Bauer, who took the helm in mid-2008, turned around the mobile chip unit after years of losses. It now generates around 30% of Infineon’s total revenue but it ranks No. 5 in the chipset industry, far behind sector giants Qualcomm, Texas Instruments and Broadcom.
Based in Neubiberg near Munich, Infineon supplies chips to top manufacturers such as Nokia, LG and Apple.
Asset sales may also open the door for a special dividend for Infineon shareholders, who have not seen a payout in years.
The deal comes amid a flurry of M&A activity worldwide as companies struggle to boost revenue in an anaemic economic environment.

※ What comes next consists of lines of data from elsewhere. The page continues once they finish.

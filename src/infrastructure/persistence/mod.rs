//! # Persistence Layer
//!
//! ## Repository Traits (Ports)
//!
//! - [`QuoteRepository`]: quotes, content hashes and like counters
//! - [`QuoteLikeRepository`]: like membership through a [`LikeUnitOfWork`]
//!
//! ## Implementations
//!
//! - `in_memory`: in-memory store for tests and local runs
//! - `postgres`: PostgreSQL repositories on `sqlx`

pub mod in_memory;
pub mod postgres;
pub mod traits;

pub use traits::{
    LikeUnitOfWork, QuoteLikeRepository, QuoteRepository, RepositoryError, RepositoryResult,
};
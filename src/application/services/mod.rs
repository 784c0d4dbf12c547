//! # Application Services
//!
//! - [`QuoteFetchOrchestrator`]: provider chain with store fallback
//! - [`QuoteCache`]: single-flight TTL cache over the orchestrator
//! - [`QuoteService`]: random quote selection and lookups
//! - [`LikeService`]: like/unlike with counter bookkeeping
//! - [`LikeBroadcaster`]: fan-out of liked-quote events

pub mod fetch_orchestrator;
pub mod like_broadcast;
pub mod like_service;
pub mod quote_cache;
pub mod quote_service;
pub mod ttl_cache;

pub use fetch_orchestrator::{OrchestratorConfig, QuoteFetchOrchestrator, QuoteSource};
pub use like_broadcast::{LikeBroadcaster, QuoteLikedEvent};
pub use like_service::{DuplicateLikePolicy, LikeService};
pub use quote_cache::{QUOTES_CACHE_KEY, QuoteCache, QuoteCacheConfig, QuotePool};
pub use quote_service::QuoteService;
pub use ttl_cache::{CacheStats, TtlCache};
//! # HTTP Client Utilities
//!
//! Shared HTTP client wrapper for quote providers.
//!
//! Transport failures and non-success status codes are mapped onto
//! [`ProviderError`] so providers can decide what to retry.
//!
//! # Examples
//!
//! ```ignore
//! use random_quotes::infrastructure::providers::http_client::HttpClient;
//!
//! let client = HttpClient::new(5000)?;
//! let quotes: Vec<Payload> = client.get("https://zenquotes.io/api/quotes").await?;
//! ```

use crate::infrastructure::providers::error::{ProviderError, ProviderResult};
use reqwest::{Client, Response, StatusCode};
use serde::de::DeserializeOwned;
use std::time::Duration;

/// HTTP client wrapper for quote providers.
#[derive(Debug, Clone)]
pub struct HttpClient {
    /// Inner reqwest client.
    client: Client,
    /// Request timeout in milliseconds.
    timeout_ms: u64,
}

impl HttpClient {
    /// Creates a new HTTP client with the specified timeout.
    ///
    /// # Errors
    ///
    /// Returns `ProviderError::Internal` if the client cannot be created.
    pub fn new(timeout_ms: u64) -> ProviderResult<Self> {
        let client = Client::builder()
            .timeout(Duration::from_millis(timeout_ms))
            .build()
            .map_err(|e| ProviderError::internal(format!("Failed to create HTTP client: {}", e)))?;

        Ok(Self { client, timeout_ms })
    }

    /// Returns the configured timeout in milliseconds.
    #[inline]
    #[must_use]
    pub fn timeout_ms(&self) -> u64 {
        self.timeout_ms
    }

    /// Makes a GET request and deserializes the JSON response.
    ///
    /// # Errors
    ///
    /// Returns `ProviderError::Timeout` or `ProviderError::Connection` if the
    /// request fails, and `ProviderError::Protocol` if the body cannot be parsed.
    pub async fn get<T: DeserializeOwned>(&self, url: &str) -> ProviderResult<T> {
        let response = self
            .client
            .get(url)
            .send()
            .await
            .map_err(|e| self.map_reqwest_error(e))?;

        self.handle_response(response).await
    }

    /// Handles the HTTP response, checking status and deserializing JSON.
    async fn handle_response<T: DeserializeOwned>(&self, response: Response) -> ProviderResult<T> {
        let status = response.status();

        if status.is_success() {
            response
                .json::<T>()
                .await
                .map_err(|e| ProviderError::protocol(format!("Failed to parse response: {}", e)))
        } else {
            let error_body = response.text().await.unwrap_or_default();
            Err(map_status_error(status, &error_body))
        }
    }

    /// Maps a reqwest error to a ProviderError.
    fn map_reqwest_error(&self, error: reqwest::Error) -> ProviderError {
        if error.is_timeout() {
            ProviderError::timeout_with_duration("Request timed out", self.timeout_ms)
        } else if error.is_connect() {
            ProviderError::connection(format!("Connection failed: {}", error))
        } else {
            ProviderError::connection(format!("HTTP request failed: {}", error))
        }
    }
}

/// Maps an HTTP status code to a ProviderError.
fn map_status_error(status: StatusCode, body: &str) -> ProviderError {
    match status {
        StatusCode::TOO_MANY_REQUESTS => ProviderError::rate_limited("Rate limit exceeded"),
        s if s.is_server_error() => {
            ProviderError::connection(format!("Server error ({}): {}", status, body))
        }
        StatusCode::NOT_FOUND => {
            ProviderError::protocol(format!("Resource not found: {}", body))
        }
        s if s.is_client_error() => {
            ProviderError::invalid_request(format!("Request rejected ({}): {}", status, body))
        }
        _ => ProviderError::protocol(format!("HTTP error ({}): {}", status, body)),
    }
}

#[cfg(test)]
#[allow(clippy::unwrap_used)]
mod tests {
    use super::*;

    #[test]
    fn new_client() {
        let client = HttpClient::new(5000);
        assert!(client.is_ok());
        assert_eq!(client.unwrap().timeout_ms(), 5000);
    }

    #[test]
    fn status_mapping() {
        assert!(matches!(
            map_status_error(StatusCode::TOO_MANY_REQUESTS, ""),
            ProviderError::RateLimited { .. }
        ));
        assert!(map_status_error(StatusCode::BAD_GATEWAY, "").is_retryable());
        assert!(map_status_error(StatusCode::INTERNAL_SERVER_ERROR, "").is_retryable());
        assert!(!map_status_error(StatusCode::FORBIDDEN, "").is_retryable());
        assert!(matches!(
            map_status_error(StatusCode::NOT_FOUND, "missing"),
            ProviderError::Protocol { .. }
        ));
    }
}
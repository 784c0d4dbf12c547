//! # Domain Layer
//!
//! Quotes, likes and the identity rules that tie them together.
//!
//! - [`entities`]: [`Quote`](entities::Quote) and [`QuoteLike`](entities::QuoteLike)
//! - [`value_objects`]: identifiers and the normalized [`ContentHash`](value_objects::ContentHash)
//! - [`errors`]: validation failures

pub mod entities;
pub mod errors;
pub mod value_objects;

pub use errors::{DomainError, DomainResult};
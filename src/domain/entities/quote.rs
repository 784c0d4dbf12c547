//! # Quote Entity
//!
//! A quotation, either freshly fetched from a provider or persisted in the store.
//!
//! # Examples
//!
//! ```
//! use random_quotes::domain::entities::Quote;
//! use random_quotes::domain::value_objects::QuoteId;
//!
//! let fetched = Quote::new("Seneca", "Luck is what happens when preparation meets opportunity.");
//! assert!(fetched.id().is_none());
//!
//! let stored = fetched.clone().with_id(QuoteId::new(7).unwrap()).with_likes(3);
//! assert_eq!(stored.likes(), 3);
//! assert_eq!(stored.content_hash(), fetched.content_hash());
//! ```

use crate::domain::value_objects::{ContentHash, QuoteId};
use serde::{Deserialize, Serialize};
use std::fmt;

/// A quotation with its denormalized like counter.
///
/// # Identity
///
/// Two quotes that both carry an id are equal iff their ids match, whatever
/// their text. Otherwise they are equal iff `(author, text)` match exactly
/// (before normalization). Deduplication that runs ahead of hashing must use
/// the same rule.
///
/// `likes` is only authoritative when the quote was read from the store.
#[derive(Debug, Clone, Serialize, Deserialize)]
pub struct Quote {
    /// Persisted identity, absent for quotes not yet matched in the store.
    id: Option<QuoteId>,
    /// Who said it.
    author: String,
    /// What was said.
    text: String,
    /// Number of users that liked the quote.
    likes: u32,
}

impl Quote {
    /// Creates an unpersisted quote with zero likes.
    #[must_use]
    pub fn new(author: impl Into<String>, text: impl Into<String>) -> Self {
        Self {
            id: None,
            author: author.into(),
            text: text.into(),
            likes: 0,
        }
    }

    /// Reconstructs a quote read from storage.
    #[must_use]
    pub fn from_parts(id: QuoteId, author: String, text: String, likes: u32) -> Self {
        Self {
            id: Some(id),
            author,
            text,
            likes,
        }
    }

    /// Sets the persisted identity.
    #[must_use]
    pub fn with_id(mut self, id: QuoteId) -> Self {
        self.id = Some(id);
        self
    }

    /// Sets the like counter.
    #[must_use]
    pub fn with_likes(mut self, likes: u32) -> Self {
        self.likes = likes;
        self
    }

    /// Returns the persisted identity, if any.
    #[inline]
    #[must_use]
    pub fn id(&self) -> Option<QuoteId> {
        self.id
    }

    /// Returns the author.
    #[inline]
    #[must_use]
    pub fn author(&self) -> &str {
        &self.author
    }

    /// Returns the text.
    #[inline]
    #[must_use]
    pub fn text(&self) -> &str {
        &self.text
    }

    /// Returns the like counter.
    #[inline]
    #[must_use]
    pub fn likes(&self) -> u32 {
        self.likes
    }

    /// Returns true once the quote has a persisted identity.
    #[inline]
    #[must_use]
    pub fn is_persisted(&self) -> bool {
        self.id.is_some()
    }

    /// Computes the normalized content hash. Not cached on the entity.
    #[must_use]
    pub fn content_hash(&self) -> ContentHash {
        ContentHash::of(&self.author, &self.text)
    }
}

impl PartialEq for Quote {
    fn eq(&self, other: &Self) -> bool {
        match (self.id, other.id) {
            (Some(a), Some(b)) => a == b,
            _ => self.author == other.author && self.text == other.text,
        }
    }
}

impl fmt::Display for Quote {
    fn fmt(&self, f: &mut fmt::Formatter<'_>) -> fmt::Result {
        match self.id {
            Some(id) => write!(f, "Quote({id}) \"{}\" - {}", self.text, self.author),
            None => write!(f, "Quote(new) \"{}\" - {}", self.text, self.author),
        }
    }
}
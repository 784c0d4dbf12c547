//! # PostgreSQL Like Repository
//!
//! PostgreSQL implementation of [`QuoteLikeRepository`]. Each unit of work wraps
//! a `sqlx::Transaction`; dropping it without commit rolls the transaction back.

use crate::domain::entities::{NewQuoteLike, QuoteLike};
use crate::domain::value_objects::{LikeId, QuoteId, UserId};
use crate::infrastructure::persistence::postgres::{
    decrement_likes, increment_likes, map_sqlx_error,
};
use crate::infrastructure::persistence::traits::{
    LikeUnitOfWork, QuoteLikeRepository, RepositoryError, RepositoryResult,
};
use async_trait::async_trait;
use chrono::{DateTime, Utc};
use sqlx::{PgExecutor, PgPool, Postgres, Transaction};

/// PostgreSQL implementation of [`QuoteLikeRepository`].
#[derive(Debug, Clone)]
pub struct PostgresQuoteLikeRepository {
    pool: PgPool,
}

impl PostgresQuoteLikeRepository {
    /// Creates a new repository on the given pool.
    #[must_use]
    pub fn new(pool: PgPool) -> Self {
        Self { pool }
    }
}

const FIND_LIKE: &str = r#"
    SELECT id, user_id, quote_id, liked_at
    FROM quote_like
    WHERE user_id = $1 AND quote_id = $2
"#;

/// Same lookup, holding a row lock until the transaction ends so concurrent
/// unlikes of one pair serialize.
const FIND_LIKE_FOR_UPDATE: &str = r#"
    SELECT id, user_id, quote_id, liked_at
    FROM quote_like
    WHERE user_id = $1 AND quote_id = $2
    FOR UPDATE
"#;

async fn find_like<'e>(
    executor: impl PgExecutor<'e>,
    sql: &'static str,
    user_id: &UserId,
    quote_id: QuoteId,
) -> RepositoryResult<Option<QuoteLike>> {
    let row: Option<LikeRow> = sqlx::query_as(sql)
    .bind(user_id.as_str())
    .bind(quote_id.get())
    .fetch_optional(executor)
    .await
    .map_err(|e| {
        tracing::error!(error = %e, user_id = %user_id, quote_id = %quote_id, "failed to find like");
        map_sqlx_error(e)
    })?;

    row.map(LikeRow::try_into_like).transpose()
}

#[async_trait]
impl QuoteLikeRepository for PostgresQuoteLikeRepository {
    async fn find_like(
        &self,
        user_id: &UserId,
        quote_id: QuoteId,
    ) -> RepositoryResult<Option<QuoteLike>> {
        find_like(&self.pool, FIND_LIKE, user_id, quote_id).await
    }

    async fn begin(&self) -> RepositoryResult<Box<dyn LikeUnitOfWork>> {
        let tx = self.pool.begin().await.map_err(map_sqlx_error)?;
        Ok(Box::new(PostgresLikeUnitOfWork { tx }))
    }
}

/// Unit of work backed by a database transaction.
#[derive(Debug)]
struct PostgresLikeUnitOfWork {
    tx: Transaction<'static, Postgres>,
}

#[async_trait]
impl LikeUnitOfWork for PostgresLikeUnitOfWork {
    async fn find_like(
        &mut self,
        user_id: &UserId,
        quote_id: QuoteId,
    ) -> RepositoryResult<Option<QuoteLike>> {
        find_like(&mut *self.tx, FIND_LIKE_FOR_UPDATE, user_id, quote_id).await
    }

    async fn insert_like(&mut self, like: NewQuoteLike) -> RepositoryResult<QuoteLike> {
        let (id,): (i64,) = sqlx::query_as(
            r#"
            INSERT INTO quote_like (user_id, quote_id, liked_at)
            VALUES ($1, $2, $3)
            RETURNING id
            "#,
        )
        .bind(like.user_id.as_str())
        .bind(like.quote_id.get())
        .bind(like.liked_at)
        .fetch_one(&mut *self.tx)
        .await
        .map_err(|e| match &e {
            sqlx::Error::Database(db) if db.is_unique_violation() => RepositoryError::duplicate(
                "QuoteLike",
                format!("({}, {})", like.user_id, like.quote_id),
            ),
            sqlx::Error::Database(db) if db.is_foreign_key_violation() => {
                RepositoryError::not_found("Quote", like.quote_id.to_string())
            }
            _ => {
                tracing::error!(error = %e, "failed to insert like");
                map_sqlx_error(e)
            }
        })?;

        Ok(QuoteLike::persisted(LikeId::new(id), like))
    }

    async fn delete_like(&mut self, user_id: &UserId, quote_id: QuoteId) -> RepositoryResult<bool> {
        let result = sqlx::query("DELETE FROM quote_like WHERE user_id = $1 AND quote_id = $2")
            .bind(user_id.as_str())
            .bind(quote_id.get())
            .execute(&mut *self.tx)
            .await
            .map_err(|e| {
                tracing::error!(error = %e, user_id = %user_id, quote_id = %quote_id, "failed to delete like");
                map_sqlx_error(e)
            })?;
        Ok(result.rows_affected() > 0)
    }

    async fn increment_likes(&mut self, quote_id: QuoteId) -> RepositoryResult<bool> {
        increment_likes(&mut *self.tx, quote_id).await
    }

    async fn decrement_likes(&mut self, quote_id: QuoteId) -> RepositoryResult<bool> {
        decrement_likes(&mut *self.tx, quote_id).await
    }

    async fn commit(self: Box<Self>) -> RepositoryResult<()> {
        self.tx.commit().await.map_err(map_sqlx_error)
    }
}

/// Row type for like queries.
#[derive(Debug, sqlx::FromRow)]
struct LikeRow {
    id: i64,
    user_id: String,
    quote_id: i64,
    liked_at: DateTime<Utc>,
}

impl LikeRow {
    fn try_into_like(self) -> RepositoryResult<QuoteLike> {
        let user_id =
            UserId::new(self.user_id).map_err(|e| RepositoryError::serialization(e.to_string()))?;
        let quote_id =
            QuoteId::new(self.quote_id).map_err(|e| RepositoryError::serialization(e.to_string()))?;
        Ok(QuoteLike::from_parts(
            LikeId::new(self.id),
            user_id,
            quote_id,
            self.liked_at,
        ))
    }
}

According to Thomson Reuters data, nearly $200 billion in mergers and acquisitions has been announced in August, already making it the third-best month so far this year in terms of money committed to deals.
The top bids include BHP Billiton’s $39 billion hostile offer for Canada’s Potash Corp and Vedanta Resources’ $9.6 billion stake purchase in Cairn India.
In addition, Hewlett Packard and Dell Inc are embroiled in a bidding war for 3PAR Inc with HP’s latest bid of $2 billion currently trumping Dell’s offer.